Angiogram of the vertebrobasilar system. A: injection through the right vertebral artery. B: injection through the left vertebral artery (early phase). C: injection through the left vertebral artery (late phase).

Fig. 4.

MRI with IV contrast. A: T2-weighted imaging in the sagittal plane with fast-spin echo (TSE). B: T1-weighted imaging in the sagittal plane with fast-spin echo (TSE). Dilated perimedullary veins at the anterior aspect of the medulla oblongata can be seen. C: FLAIR-imaging in the axonal plane with turbo inversion recovery magnitude (TIRM). D: T2-weighted imaging in the axonal plane with fast-spin echo (TSE). E: T1-weighted imaging in the coronal plane with magnetization prepared rapid gradient echo imaging (MPRAGE). F: T1-weighted imaging in the axonal plane with magnetization prepared rapid gradient echo imaging (MPRAGE). Mild contrast captation at the posterolateral aspect of the medulla oblongata and anterior aspect of the cervical spine can be seen.
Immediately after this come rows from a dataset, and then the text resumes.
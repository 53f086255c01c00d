use anyhow::Result;
use chrono::{NaiveDate, NaiveDateTime};
use diesel::prelude::*;
use tracing::info;

use crate::errors::PipelineError;
use crate::stats::{BoardMetrics, DailyStat, NewDailyStat, StatKind};
use crate::web::PgPool;

/// Sole writer of the stats store; the query layer reads through it.
#[derive(Clone)]
pub struct StatsRepository {
    pool: PgPool,
}

impl StatsRepository {
    pub fn new(pool: PgPool) -> Self {
        Self { pool }
    }

    /// Replace every statistic row for one date with a freshly computed set.
    ///
    /// Delete-then-insert inside one transaction, so old and new stats never
    /// coexist and recomputation is idempotent. An empty set still clears
    /// the date, which keeps stats in step with a day whose raw data was
    /// replaced by nothing.
    pub async fn replace_for_date(
        &self,
        date: NaiveDate,
        stats: Vec<NewDailyStat>,
    ) -> Result<usize> {
        use crate::schema::daily_stats::dsl::*;

        const BATCH_SIZE: usize = 1000;

        let pool = self.pool.clone();
        let inserted = tokio::task::spawn_blocking(move || {
            let mut conn = pool
                .get()
                .map_err(|e| PipelineError::DataUnavailable(e.to_string()))?;

            let inserted = conn
                .transaction::<usize, diesel::result::Error, _>(|conn| {
                    diesel::delete(daily_stats.filter(stat_date.eq(date))).execute(conn)?;

                    let mut inserted = 0;
                    for chunk in stats.chunks(BATCH_SIZE) {
                        inserted += diesel::insert_into(daily_stats)
                            .values(chunk)
                            .execute(conn)?;
                    }
                    Ok(inserted)
                })
                .map_err(|e| PipelineError::Transaction(e.to_string()))?;

            Ok::<usize, anyhow::Error>(inserted)
        })
        .await??;

        info!("Stored {} stat rows for {}", inserted, date);
        Ok(inserted)
    }

    /// Stored rows for one `(stat_date, kind)`. Empty when the aggregator
    /// has not run for that date - callers treat that as "not yet
    /// computed", never as an error.
    pub async fn get_for_date_kind(
        &self,
        date: NaiveDate,
        stat_kind: StatKind,
    ) -> Result<Vec<DailyStat>> {
        use crate::schema::daily_stats::dsl::*;

        let pool = self.pool.clone();
        let mut rows = tokio::task::spawn_blocking(move || {
            let mut conn = pool
                .get()
                .map_err(|e| PipelineError::DataUnavailable(e.to_string()))?;
            let rows: Vec<DailyStat> = daily_stats
                .filter(stat_date.eq(date))
                .filter(kind.eq(stat_kind))
                .order((value.desc(), key.asc()))
                .select(DailyStat::as_select())
                .load(&mut conn)?;

            Ok::<Vec<DailyStat>, anyhow::Error>(rows)
        })
        .await??;

        // Hour keys are numeric strings; histogram order beats count order.
        if stat_kind == StatKind::HourlyBucket {
            rows.sort_by_key(|row| row.key.parse::<u8>().unwrap_or(u8::MAX));
        }

        Ok(rows)
    }

    /// Whole-store headline numbers for the dashboard header.
    pub async fn get_board_metrics(&self) -> Result<BoardMetrics> {
        let pool = self.pool.clone();
        let metrics = tokio::task::spawn_blocking(move || {
            let mut conn = pool
                .get()
                .map_err(|e| PipelineError::DataUnavailable(e.to_string()))?;

            #[derive(QueryableByName)]
            struct Row {
                #[diesel(sql_type = diesel::sql_types::BigInt)]
                total_flights: i64,
                #[diesel(sql_type = diesel::sql_types::BigInt)]
                distinct_destinations: i64,
                #[diesel(sql_type = diesel::sql_types::BigInt)]
                distinct_airlines: i64,
                #[diesel(sql_type = diesel::sql_types::Nullable<diesel::sql_types::Timestamp>)]
                first_scheduled: Option<NaiveDateTime>,
                #[diesel(sql_type = diesel::sql_types::Nullable<diesel::sql_types::Timestamp>)]
                last_scheduled: Option<NaiveDateTime>,
            }

            let row: Row = diesel::sql_query(
                r#"
                SELECT
                    COUNT(*)::bigint AS total_flights,
                    COUNT(DISTINCT destination)::bigint AS distinct_destinations,
                    COUNT(DISTINCT airline)::bigint AS distinct_airlines,
                    MIN(scheduled_time) AS first_scheduled,
                    MAX(scheduled_time) AS last_scheduled
                FROM flights_raw
                "#,
            )
            .get_result(&mut conn)?;

            Ok::<BoardMetrics, anyhow::Error>(BoardMetrics {
                total_flights: row.total_flights,
                distinct_destinations: row.distinct_destinations,
                distinct_airlines: row.distinct_airlines,
                first_scheduled: row.first_scheduled,
                last_scheduled: row.last_scheduled,
            })
        })
        .await??;

        Ok(metrics)
    }
}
Unfortunately, clinical deterioration continued. Our patient developed a tetraparesis, with a pronounced left hemiparesis (elbow flexion/extension 2/3, wrist flexion/extension 2/2, shoulder abduction 1) and right hemiplegia. Moreover, she noticed a diffuse hypoesthesia in her entire body without a sensory level. Laboratory findings remained stable. The next day, there was a spontaneous clinical improvement, although the motor deficits in both arms and legs were still present.

Ten days after presentation, we performed a MRI of her brain and fullspine. These showed no signs of demyelinisation nor signs of optic neuritis. A normal location of the conus medullaris and normal aspect of midthoracic and lumbar spine were seen. Eventually, we decided to perform another angiogram to inspect both internal and external carotid arteries (Fig. 5). This examination showed a fistula at the left border of the foramen magnum with arterial transosseus feeders coming from the left occipital, posterior auricular and ascending pharyngeal arteries with venous drainage via a dural vein in connection with the anterior and posterior spinal veins. Finally, the diagnosis of a SDAVF causing cervical myelopathy as the underlying cause of her symptoms was confirmed.

Fig. 5.

Angiogram of both vertebrobasilar and carotid systems. A: injection through the right carotid artery in the sagittal plane (late phase). B: injection through the right carotid artery in the sagittal plane (very late phase). C: injection through the left carotid artery of the occipital artery in the coronal plane. D: injection through the left carotid artery of the occipital artery 3D angiogram in the sagittal plane. E: injection of the stylomastoid artery coming from the posterior auricular artery into a dilated medullary vein in the sagittal plane. F: Onyx-cast after embolization in the sagittal plane. A fistula at the left border of the foramen magnum with arterial transosseus feeders from the left occipital, posterior auricular, ascending pharyngeal and stylomastoid arteries can be seen. Notice the venous drainage of the dural vein into the anterior and posterior spinal veins.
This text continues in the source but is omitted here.